With the glut of cheap, disposable fashion at our fingertips it’s easy to get sucked into thinking there is nothing we can do to halt the tide of fast fashion from claiming our wardrobes, our op shops and ultimately our landfill. The problem feels so overwhelming and that there’s nothing we can do but I disagree. Here is my list of practical actions that will help you to dress well while still making a difference to the planet, as well as your wallet.
Wear natural fibres.
This is my top rule – and for good reason! I almost always wear natural fibres because synthetic fibres are deeply uncomfortable to wear. They are hot and sticky in a Yeppoon summer and freezing cold in what passes as winter here. Synthetic fabric also sheds minute plastic fibres during every wash, which can enter waterways and the food chain. Yes, I know that cotton production uses a lot of water and pesticides, but it’s a lot less damaging than mining for petroleum-based products to use in synthetic textile production. Besides, you can always buy organic cotton instead (and you can’t buy organic synthetic products now, can you? 😉 )
Make your own clothes.
If you make your own clothing, you know exactly who made it and under what conditions. You will also know just how much effort went into the garment’s creation and you will never look at mass-produced sweatshop clothes the same way again.
Buy well-made clothing.
If the garment is well-made it will last a lot longer than a cheaply made one, which means it won’t need replacing because the seams came apart at the first wash. It’s a false economy to buy cheap fashion. It falls out of fashion quickly and it’s often poorly made with cheap-shit fabric, which means it won’t be wearable for very long and will need replacing (even if it IS still fashionable). Buy a well-made item out of good quality fabric and you won’t need to replace it as often.
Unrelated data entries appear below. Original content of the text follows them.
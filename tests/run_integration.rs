mod common;

use common::{find_in_path, Task};
use std::fs;

const GOOD_PATCH: &str = "--- a/f.c\n+++ b/f.c\n@@ -3,1 +3,1 @@\n-  y = y + 1;\n+  y = y + 2;\n";

/// Compile-mode task whose apply, reset, and build steps are no-op scripts.
fn scripted_task() -> Task {
    let mut task = Task::new();
    task.set("patch_mode", "compile");
    task.set_script("patch_script", "apply.sh", "exit 0");
    task.set_script("reset_script", "reset.sh", "exit 0");
    task.set_script("build_script", "build.sh", "exit 0");
    task
}

#[test]
fn empty_patch_is_listed_separately() {
    let mut task = scripted_task();
    task.set_script("test_oracle", "oracle.sh", "exit 0");
    task.patch("empty.patch", "");
    task.patch("good.patch", GOOD_PATCH);

    let output = task.run(&[]);
    assert!(output.status.success(), "{}", String::from_utf8_lossy(&output.stderr));

    assert_eq!(
        task.results(),
        vec![("good.patch".to_string(), "fix-failing-failed".to_string())]
    );
    let summary = task.summary();
    assert_eq!(summary["empty"], serde_json::json!(["empty.patch"]));
    assert_eq!(summary["initial"], 2);
    assert!(task.out().join("failure-fixing/good.patch").is_file());
    assert!(!task.out().join("invalid/empty.patch").exists());
}

#[test]
fn apply_failure_stops_before_build_and_tests() {
    if find_in_path("patch").is_none() {
        return;
    }
    let mut task = Task::new();
    task.set("patch_mode", "compile");
    let built = task.path().join("built");
    let tested = task.path().join("tested");
    task.set_script("build_script", "build.sh", &format!("touch {}", built.display()));
    task.set_script("test_oracle", "oracle.sh", &format!("touch {}", tested.display()));
    task.patch(
        "bad.patch",
        "--- a/f.c\n+++ b/f.c\n@@ -2,1 +2,1 @@\n-  int z = 0;\n+  int z = 1;\n",
    );
    let before = fs::read_to_string(task.path().join("src/f.c")).expect("read source");

    let output = task.run(&[]);
    assert!(output.status.success(), "{}", String::from_utf8_lossy(&output.stderr));

    assert_eq!(
        task.results(),
        vec![("bad.patch".to_string(), "invalid-apply".to_string())]
    );
    assert!(!built.exists());
    assert!(!tested.exists());
    let after = fs::read_to_string(task.path().join("src/f.c")).expect("read source");
    assert_eq!(before, after);
    assert!(!task.path().join("src/f.c.rej").exists());
}

#[test]
fn include_patch_is_recompiled_in_debugger_mode() {
    let mut task = Task::new();
    let applied = task.path().join("applied.log");
    let built = task.path().join("built");
    task.set("patch_mode", "gdb");
    task.set_script("test_suite", "suite.sh", "exit 0");
    task.set_script(
        "patch_script",
        "apply.sh",
        &format!("echo \"$1\" >> {}", applied.display()),
    );
    task.set_script("reset_script", "reset.sh", "exit 0");
    task.set_script("build_script", "build.sh", &format!("touch {}", built.display()));
    task.patch(
        "include.patch",
        "--- a/f.c\n+++ b/f.c\n@@ -1,0 +1,1 @@\n+#include <string.h>\n",
    );

    let output = task.run(&[]);
    assert!(output.status.success(), "{}", String::from_utf8_lossy(&output.stderr));

    assert_eq!(
        task.results(),
        vec![("include.patch".to_string(), "fix-failing-failed".to_string())]
    );
    assert!(built.is_file());
    let log = fs::read_to_string(&applied).expect("read apply log");
    assert!(log.contains("include.patch"));
}

#[test]
fn high_quality_patches_are_ranked_by_coverage_distance() {
    let mut task = scripted_task();
    task.set_script(
        "test_suite",
        "suite.sh",
        r#"if [ "$COVERAGE" = 1 ]; then
  if [ "$PATCH_ID" = "far.patch" ]; then
    printf 'e1:3\ne2:1\n' > "$VALKYRIE_COVERAGE_FILE"
  else
    printf 'e1:1\n' > "$VALKYRIE_COVERAGE_FILE"
  fi
fi
exit 0"#,
    );
    for key in ["pub_test_script", "pvt_test_script", "adv_test_script"] {
        task.set_script(key, &format!("{key}.sh"), "exit 0");
    }
    task.patch("far.patch", GOOD_PATCH);
    task.patch(
        "near.patch",
        "--- a/f.c\n+++ b/f.c\n@@ -3,1 +3,1 @@\n-  y = y + 1;\n+  y = (y + 1) * 2 - y - 1 + y;\n",
    );

    let output = task.run(&[]);
    assert!(output.status.success(), "{}", String::from_utf8_lossy(&output.stderr));

    let labels: Vec<String> = task.results().into_iter().map(|(_, label)| label).collect();
    assert_eq!(labels, ["high-quality", "high-quality"]);
    let scores = fs::read_to_string(task.out().join("patch-score")).expect("read patch-score");
    let lines: Vec<Vec<&str>> = scores.lines().map(|line| line.split(' ').collect()).collect();
    assert_eq!(lines.len(), 2);
    assert_eq!(lines[0][..3], ["near.patch", "0", "0"]);
    assert_eq!(lines[1][..3], ["far.patch", "0", "3"]);
    assert!(task.out().join("high_quality/near.patch").is_file());
}

#[test]
fn only_validate_skips_ranking() {
    let mut task = scripted_task();
    task.set_script("test_oracle", "oracle.sh", "exit 0");
    task.set("only_validate", "true");
    task.patch("good.patch", GOOD_PATCH);

    let output = task.run(&[]);
    assert!(output.status.success(), "{}", String::from_utf8_lossy(&output.stderr));
    assert!(!task.out().join("patch-score").exists());
    assert_eq!(task.summary()["ranked"], 0);
}

#[test]
fn failing_test_marks_patch_incorrect_and_logs_error() {
    let mut task = scripted_task();
    task.set_script("test_oracle", "oracle.sh", "echo still broken >&2\nexit 1");
    task.patch("good.patch", GOOD_PATCH);

    let output = task.run(&[]);
    assert!(output.status.success(), "{}", String::from_utf8_lossy(&output.stderr));
    assert_eq!(
        task.results(),
        vec![("good.patch".to_string(), "incorrect".to_string())]
    );
    let log = fs::read_to_string(task.out().join("errors/pgood.patch.err")).expect("read error log");
    assert!(log.contains("still broken"));
}

#[test]
fn missing_test_ids_fail_before_execution() {
    let mut task = scripted_task();
    task.set_script("test_oracle", "oracle.sh", "exit 0");
    task.set("test_id_list", "[]");
    task.patch("good.patch", GOOD_PATCH);

    let output = task.run(&[]);
    assert_eq!(output.status.code(), Some(1));
    assert!(String::from_utf8_lossy(&output.stderr).contains("test_id_list"));
    assert!(!task.out().join("result.json").exists());
}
Buy good quality items from op shops.
Even if it is an op shop find, I still follow rule number 1 (wear natural fibres). Unfortunately, fast fashion is filling up our op shops more rapidly than they can sell it and their racks are often filled with cheaply produced synthetic clothes. I keep an eye out for good quality secondhand and vintage items made from cotton, rayon or leather because I know they are likely to last.
Limit buying new clothes to neutral basics.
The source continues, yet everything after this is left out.